Visiting western France, Mr Macron initially did not respond to questions on the issue but later told reporters: “We must never give in to emotions, which some people manipulate.”

The row is centred on the charity ship Aquarius, which both Italy and Malta refused to let dock at their ports. It was carrying 629 migrants and is now heading to Spain, which offered safe harbour, escorted by two Italian ships.

France was not completely alone in its criticism.

The UN refugee agency’s chief, Italian national Filippo Grandi, told Reuters it was “shameful” that two European countries refused to take in vulnerable migrants.

How Europe should share the responsibility of handling migrants trying to get into the bloc from war zones and poor countries, largely across Africa and the Middle East, remains a vexed question.

Many states have fallen short of their pledge, made in 2015, to take some asylum seekers from Italy and Greece and share the cost of their care.

Mr Salvini’s League scored its best-ever result in March national elections, partly on pledges to deport hundreds of thousands of migrants and halt the flow of newcomers, and has formed a coalition with the anti-establishment Five Star Movement.

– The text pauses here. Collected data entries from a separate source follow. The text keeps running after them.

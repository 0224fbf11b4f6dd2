//! Engine client for a remote inference worker.
//!
//! The worker hosts the loaded model and exposes the same three operations
//! over HTTP:
//!
//! - `POST {base_url}/{model_id}/predict`
//! - `POST {base_url}/{model_id}/interpret/{interpreter_id}`
//! - `POST {base_url}/{model_id}/attack/{attacker_id}`
//!
//! Request and response bodies are JSON.

use std::time::Duration;

use async_trait::async_trait;
use reqwest::Client;
use serde::Serialize;
use serde_json::Value;
use tracing::instrument;

use super::{EngineError, EngineResult, Predictor};
use crate::types::{AttackRequest, Attacker, Capability, Interpreter};
use crate::{ExhibitError, Result};

/// Default request timeout. Interpretation and attacks can be slow.
pub const DEFAULT_TIMEOUT: Duration = Duration::from_secs(120);

/// Client for a remote inference worker serving one model.
#[derive(Clone)]
pub struct RemoteEngine {
    http: Client,
    base_url: String,
    model_id: String,
}

impl RemoteEngine {
    /// Create a client for `model_id` on the worker at `base_url`.
    pub fn new(base_url: impl Into<String>, model_id: impl Into<String>) -> Result<Self> {
        Self::with_timeout(base_url, model_id, DEFAULT_TIMEOUT)
    }

    /// Create a client with a custom request timeout.
    pub fn with_timeout(
        base_url: impl Into<String>,
        model_id: impl Into<String>,
        timeout: Duration,
    ) -> Result<Self> {
        let http = Client::builder()
            .timeout(timeout)
            .build()
            .map_err(|e| ExhibitError::Configuration(format!("failed to build HTTP client: {e}")))?;

        Ok(Self {
            http,
            base_url: base_url.into().trim_end_matches('/').to_string(),
            model_id: model_id.into(),
        })
    }

    pub fn base_url(&self) -> &str {
        &self.base_url
    }

    pub fn model_id(&self) -> &str {
        &self.model_id
    }

    fn url(&self, route: &str) -> String {
        format!("{}/{}/{}", self.base_url, self.model_id, route)
    }

    async fn post<B: Serialize + ?Sized>(&self, route: &str, body: &B) -> EngineResult<Value> {
        let response = self
            .http
            .post(self.url(route))
            .json(body)
            .send()
            .await
            .map_err(|e| EngineError::Http(e.to_string()))?;

        let status = response.status();
        if !status.is_success() {
            let text = response.text().await.unwrap_or_default();
            return Err(EngineError::Api {
                status: status.as_u16(),
                message: error_message(&text),
            });
        }

        response
            .json()
            .await
            .map_err(|e| EngineError::InvalidResponse(e.to_string()))
    }
}

/// Pull the message out of a `{"error": "..."}` body, falling back to the raw text.
fn error_message(body: &str) -> String {
    serde_json::from_str::<Value>(body)
        .ok()
        .and_then(|v| v.get("error").and_then(Value::as_str).map(str::to_string))
        .unwrap_or_else(|| body.trim().to_string())
}

#[async_trait]
impl Predictor for RemoteEngine {
    fn name(&self) -> &str {
        "remote"
    }

    #[instrument(name = "engine.predict", skip(self, inputs), fields(model = %self.model_id))]
    async fn predict(&self, inputs: &Value) -> EngineResult<Value> {
        self.post("predict", inputs).await
    }

    #[instrument(name = "engine.interpret", skip(self, inputs), fields(model = %self.model_id))]
    async fn interpret(&self, interpreter: Interpreter, inputs: &Value) -> EngineResult<Value> {
        self.post(&format!("interpret/{}", interpreter.as_str()), inputs)
            .await
    }

    #[instrument(name = "engine.attack", skip(self, request), fields(model = %self.model_id))]
    async fn attack(&self, attacker: Attacker, request: &AttackRequest) -> EngineResult<Value> {
        self.post(&format!("attack/{}", attacker.as_str()), request)
            .await
    }
}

More than 1.8 million have entered Europe since 2014, and Italy is now sheltering more than 170,000 asylum seekers, as well as an estimated 500,000 unregistered migrants.

Conciliatory

France sought to take a more conciliatory tone on Wednesday. Foreign ministry spokeswoman Agnes von der Muhll said it was “fully aware of the burden that the migration pressure is placing on Italy” and that it was committed to co-operating with Rome on immigration.

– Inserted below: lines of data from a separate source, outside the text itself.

//! Request logging.

use std::net::SocketAddr;
use std::time::Instant;

use axum::extract::{ConnectInfo, Request};
use axum::middleware::Next;
use axum::response::Response;
use tracing::info;

use super::response::CACHE_HIT_HEADER;

/// Emit one structured `request` event per HTTP request.
pub async fn log_request(request: Request, next: Next) -> Response {
    let start = Instant::now();

    let method = request.method().to_string();
    let path = request.uri().path().to_string();
    let query = request.uri().query().unwrap_or_default().to_string();
    let ip = request
        .extensions()
        .get::<ConnectInfo<SocketAddr>>()
        .map(|ConnectInfo(addr)| addr.ip().to_string())
        .unwrap_or_default();
    let forwarded_for = request
        .headers()
        .get("x-forwarded-for")
        .and_then(|v| v.to_str().ok())
        .unwrap_or_default()
        .to_string();

    let response = next.run(request).await;

    let cached = response.headers().contains_key(CACHE_HIT_HEADER);
    info!(
        target: "request",
        status = response.status().as_u16(),
        method = %method,
        path = %path,
        query = %query,
        ip = %ip,
        forwarded_for = %forwarded_for,
        latency_ms = start.elapsed().as_secs_f64() * 1000.0,
        cached,
        "request handled"
    );

    response
}

/// Install the global tracing subscriber.
///
/// Filtering comes from `RUST_LOG`, defaulting to `info`. Development mode
/// logs human-readable lines; otherwise one JSON object per event.
#[cfg(feature = "server")]
pub fn init_tracing(development: bool) {
    use tracing_subscriber::EnvFilter;

    let filter = EnvFilter::try_from_default_env().unwrap_or_else(|_| EnvFilter::new("info"));
    let builder = tracing_subscriber::fmt().with_env_filter(filter);
    if development {
        builder.pretty().init();
    } else {
        builder.json().init();
    }
}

Economy minister Mr Tria spoke with his French counterpart after cancelling his meeting, a French finance ministry official said, and both agreed to reschedule their meeting in coming days.

But Italy's foreign minister, Enzo Moavero, kept up the barrage by telling a French envoy that Mr Macron's comments were "unjustifiable" and had compromised bilateral relations.

Mr Salvini told the Senate he was open to a possible "axis" with Germany and Austria on immigration ahead of a key EU summit at the end of June that will, in part, consider changes to EU asylum law to better share the burden of incoming migrants.

“With my German and Austrian colleagues . . . we will propose a new [immigration] initiative,” Mr Salvini said, adding that it would apply both to the EU’s external borders and to how the bloc’s countries manage migrants internally.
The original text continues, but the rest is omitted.